Я сказал, что уважаю её позицию и не пеняю за желание сберечь открытые тайны для себя, прошу лишь одного – подключить известными ей каналами Животворящие Силы к решению вопроса о создании в Пятиозерье Государственного Заповедника.

- Это выгодно всем! И вам в том числе…

Спокойно выслушав меня, Инэсса сказала:

- Вы ведь знаете, как работает Депонент Желаний – тень сомнения и все насмарку. А в случае с Заповедником ни тень, а буза идет.

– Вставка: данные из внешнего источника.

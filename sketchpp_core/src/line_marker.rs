use serde::Serialize;

use crate::parse_cpp_string;
use crate::quote_cpp_string;

/// A preprocessor line marker such as `# 12 "sketch.ino" 2`, asserting that
/// the following lines originate at `line_number` of `filename`.
///
/// The grammar is the one gcc documents for its preprocessed output:
/// `# <line> "<file>" [flags...]`. The `#line <n> "<file>"` form written by
/// the merger is recognized as well.
#[derive(Debug, Clone, PartialEq, Eq, Serialize)]
pub struct LineMarker {
	/// The leading token, verbatim (`#` or `#line`).
	pub directive: String,
	pub line_number: i64,
	/// The line up to the opening quote of the filename, verbatim. Keeps the
	/// line number token and its separators exactly as written.
	pub prefix: String,
	/// The unescaped filename.
	pub filename: String,
	/// Everything after the closing quote of the filename, verbatim.
	pub flags: String,
	/// Whether the last whitespace separated token after the line number is
	/// an integer. This stands in for the "returning to file" flag that
	/// compilers append when an include ends.
	pub is_return_marker: bool,
}

impl LineMarker {
	/// Render the marker with a freshly quoted filename. Only the filename is
	/// rewritten. When `strip_flags` is set, everything after it is dropped.
	pub fn render(&self, strip_flags: bool) -> String {
		let filename = quote_cpp_string(&self.filename);

		if strip_flags {
			format!("{}{filename}", self.prefix)
		} else {
			format!("{}{filename}{}", self.prefix, self.flags)
		}
	}
}

/// Parse `line` as a line marker. Anything that does not follow the grammar
/// returns `None` and should be treated as ordinary content.
pub fn parse_line_marker(line: &str) -> Option<LineMarker> {
	let (directive, rest) = split_token(line)?;
	if !directive.starts_with('#') {
		return None;
	}

	let (number, remainder) = split_token(rest)?;
	let line_number = number.parse::<i64>().ok()?;

	if remainder.is_empty() {
		return None;
	}

	let is_return_marker = remainder
		.split_ascii_whitespace()
		.last()
		.is_some_and(|token| token.parse::<i64>().is_ok());

	let prefix = &line[..line.len() - remainder.len()];
	let (filename, flags) = parse_cpp_string(remainder)?;
	if !(flags.is_empty() || flags.starts_with(is_blank)) {
		return None;
	}

	Some(LineMarker {
		directive: directive.to_string(),
		line_number,
		prefix: prefix.to_string(),
		filename,
		flags: flags.to_string(),
		is_return_marker,
	})
}

/// Split off the first token at a run of spaces or tabs.
fn split_token(text: &str) -> Option<(&str, &str)> {
	let (token, rest) = text.split_once(is_blank)?;
	Some((token, rest.trim_start_matches(is_blank)))
}

fn is_blank(ch: char) -> bool {
	ch == ' ' || ch == '\t'
}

- А вы не можете приказать?

- Нет.

Я умолк, тяжко вздохнув.

Хозяйка предложила чаю.

Не отказался, подумав, что это путь к примирению.

За столом в кухне.

- Скажите мне откровенно, вас это сильно беспокоит? Ну не было Заповедника триста лет – жили ведь.

- Природы жалко. Уток жалко, которых совсем извели. Еще стоят дорожные знаки «Осторожно! Дикие животные», а уже ни лосей, ни косуль в лесах не осталось. Зайца живым не увидишь – только зимой следы случайные на снегу.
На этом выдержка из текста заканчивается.